— WORK REQUIRED —
Which of the lines below include the word "static"? Pull each one out.

---- DATASET

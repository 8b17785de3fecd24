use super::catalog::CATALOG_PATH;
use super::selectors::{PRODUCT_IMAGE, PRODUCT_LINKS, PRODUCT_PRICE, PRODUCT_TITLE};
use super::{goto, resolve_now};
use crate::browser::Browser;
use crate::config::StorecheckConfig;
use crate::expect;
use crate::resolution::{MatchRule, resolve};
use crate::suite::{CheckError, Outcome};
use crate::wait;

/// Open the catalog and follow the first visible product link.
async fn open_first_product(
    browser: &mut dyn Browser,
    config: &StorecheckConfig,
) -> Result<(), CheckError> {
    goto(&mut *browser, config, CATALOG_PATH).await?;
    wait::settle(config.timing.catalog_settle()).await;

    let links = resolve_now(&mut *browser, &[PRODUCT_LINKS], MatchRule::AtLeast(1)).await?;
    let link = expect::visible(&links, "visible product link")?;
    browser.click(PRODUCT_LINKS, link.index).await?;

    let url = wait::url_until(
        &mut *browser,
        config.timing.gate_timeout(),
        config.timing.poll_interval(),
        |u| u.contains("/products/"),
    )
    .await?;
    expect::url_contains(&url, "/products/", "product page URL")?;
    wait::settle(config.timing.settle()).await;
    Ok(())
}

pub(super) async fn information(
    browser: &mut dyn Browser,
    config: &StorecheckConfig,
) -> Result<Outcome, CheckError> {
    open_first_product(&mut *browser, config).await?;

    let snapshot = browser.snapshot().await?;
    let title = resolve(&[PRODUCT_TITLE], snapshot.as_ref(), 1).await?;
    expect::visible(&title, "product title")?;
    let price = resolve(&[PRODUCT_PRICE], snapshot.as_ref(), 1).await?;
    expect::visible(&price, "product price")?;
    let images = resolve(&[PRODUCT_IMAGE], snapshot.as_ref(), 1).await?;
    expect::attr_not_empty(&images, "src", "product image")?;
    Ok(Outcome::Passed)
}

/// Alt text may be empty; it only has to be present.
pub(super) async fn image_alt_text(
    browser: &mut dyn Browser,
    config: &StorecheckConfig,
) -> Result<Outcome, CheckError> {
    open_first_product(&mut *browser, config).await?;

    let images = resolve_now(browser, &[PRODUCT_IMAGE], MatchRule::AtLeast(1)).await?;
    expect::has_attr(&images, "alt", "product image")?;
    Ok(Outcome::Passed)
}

--------
---- DATASET

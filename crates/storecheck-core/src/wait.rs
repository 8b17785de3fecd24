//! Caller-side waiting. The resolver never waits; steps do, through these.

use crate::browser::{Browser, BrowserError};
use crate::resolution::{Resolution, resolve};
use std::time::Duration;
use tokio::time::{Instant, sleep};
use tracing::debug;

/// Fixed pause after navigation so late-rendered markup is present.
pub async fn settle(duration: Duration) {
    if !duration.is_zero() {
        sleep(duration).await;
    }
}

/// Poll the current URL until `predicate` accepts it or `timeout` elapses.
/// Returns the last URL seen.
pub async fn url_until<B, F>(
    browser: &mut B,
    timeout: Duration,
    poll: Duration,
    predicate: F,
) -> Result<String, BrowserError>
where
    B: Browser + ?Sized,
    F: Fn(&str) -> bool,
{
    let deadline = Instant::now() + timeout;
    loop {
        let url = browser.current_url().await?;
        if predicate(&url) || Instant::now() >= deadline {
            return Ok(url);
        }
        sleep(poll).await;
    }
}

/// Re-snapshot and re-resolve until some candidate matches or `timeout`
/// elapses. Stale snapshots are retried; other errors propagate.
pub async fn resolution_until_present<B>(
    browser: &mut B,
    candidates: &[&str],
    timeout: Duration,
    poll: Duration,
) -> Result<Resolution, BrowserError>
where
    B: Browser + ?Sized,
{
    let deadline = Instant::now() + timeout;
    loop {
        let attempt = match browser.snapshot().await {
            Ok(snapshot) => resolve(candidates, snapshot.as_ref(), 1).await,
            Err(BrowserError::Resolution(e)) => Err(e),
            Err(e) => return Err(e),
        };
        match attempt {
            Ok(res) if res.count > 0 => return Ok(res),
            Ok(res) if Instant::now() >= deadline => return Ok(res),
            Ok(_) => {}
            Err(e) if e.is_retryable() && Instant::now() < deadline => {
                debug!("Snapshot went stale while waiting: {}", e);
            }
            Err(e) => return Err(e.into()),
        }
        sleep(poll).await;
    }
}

--------
---- DATASET

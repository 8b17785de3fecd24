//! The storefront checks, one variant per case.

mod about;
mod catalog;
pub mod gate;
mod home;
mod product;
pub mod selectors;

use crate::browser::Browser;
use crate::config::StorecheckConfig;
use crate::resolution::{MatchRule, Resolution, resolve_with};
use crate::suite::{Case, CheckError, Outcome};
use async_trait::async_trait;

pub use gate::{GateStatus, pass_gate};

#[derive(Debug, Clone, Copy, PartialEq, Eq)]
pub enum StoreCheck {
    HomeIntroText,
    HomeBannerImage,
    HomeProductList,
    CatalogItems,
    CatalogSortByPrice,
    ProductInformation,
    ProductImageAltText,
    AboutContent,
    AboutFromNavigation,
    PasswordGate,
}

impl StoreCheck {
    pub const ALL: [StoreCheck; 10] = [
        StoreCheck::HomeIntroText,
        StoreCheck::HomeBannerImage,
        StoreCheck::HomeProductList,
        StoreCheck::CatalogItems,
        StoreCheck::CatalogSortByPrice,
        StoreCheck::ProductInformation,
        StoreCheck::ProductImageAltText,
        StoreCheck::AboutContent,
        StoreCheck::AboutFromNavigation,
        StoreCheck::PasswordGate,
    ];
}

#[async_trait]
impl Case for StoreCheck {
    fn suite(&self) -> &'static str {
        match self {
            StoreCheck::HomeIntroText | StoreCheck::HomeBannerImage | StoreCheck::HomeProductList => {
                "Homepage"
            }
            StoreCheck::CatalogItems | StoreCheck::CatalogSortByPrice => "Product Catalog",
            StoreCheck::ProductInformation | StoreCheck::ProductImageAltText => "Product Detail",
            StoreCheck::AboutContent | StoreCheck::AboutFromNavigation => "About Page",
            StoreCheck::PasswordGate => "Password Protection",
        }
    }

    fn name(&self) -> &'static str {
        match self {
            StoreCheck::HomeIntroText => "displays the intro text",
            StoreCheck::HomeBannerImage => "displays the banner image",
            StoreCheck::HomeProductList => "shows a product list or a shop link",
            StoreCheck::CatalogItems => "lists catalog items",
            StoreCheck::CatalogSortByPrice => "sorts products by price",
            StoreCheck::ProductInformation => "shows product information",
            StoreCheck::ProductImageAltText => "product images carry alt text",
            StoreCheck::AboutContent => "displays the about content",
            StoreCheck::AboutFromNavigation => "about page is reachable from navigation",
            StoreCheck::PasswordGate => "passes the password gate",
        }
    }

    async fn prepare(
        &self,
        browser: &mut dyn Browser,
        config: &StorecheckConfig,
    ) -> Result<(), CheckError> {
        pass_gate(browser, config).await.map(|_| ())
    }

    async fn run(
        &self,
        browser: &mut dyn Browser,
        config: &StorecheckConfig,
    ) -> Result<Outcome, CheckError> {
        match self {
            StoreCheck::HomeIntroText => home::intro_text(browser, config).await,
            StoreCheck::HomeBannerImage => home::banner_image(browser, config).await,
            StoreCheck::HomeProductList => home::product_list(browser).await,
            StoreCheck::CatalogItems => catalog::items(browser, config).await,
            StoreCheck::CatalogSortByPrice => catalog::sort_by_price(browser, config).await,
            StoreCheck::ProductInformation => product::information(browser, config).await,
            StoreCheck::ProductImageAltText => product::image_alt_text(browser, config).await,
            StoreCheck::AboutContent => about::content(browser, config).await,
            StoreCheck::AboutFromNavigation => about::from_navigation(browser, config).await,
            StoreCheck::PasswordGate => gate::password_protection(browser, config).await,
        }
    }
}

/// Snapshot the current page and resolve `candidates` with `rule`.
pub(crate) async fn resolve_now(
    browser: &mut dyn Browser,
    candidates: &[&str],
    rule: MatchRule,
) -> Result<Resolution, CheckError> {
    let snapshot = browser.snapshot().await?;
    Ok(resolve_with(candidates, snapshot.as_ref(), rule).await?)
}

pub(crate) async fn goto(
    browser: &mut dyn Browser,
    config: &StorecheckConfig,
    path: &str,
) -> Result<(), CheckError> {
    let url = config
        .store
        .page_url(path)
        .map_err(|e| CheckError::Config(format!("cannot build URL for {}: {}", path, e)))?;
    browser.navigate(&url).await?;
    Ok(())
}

--------

— EXPECTED OUTPUT —
    fn suite(&self) -> &'static str {
    fn name(&self) -> &'static str {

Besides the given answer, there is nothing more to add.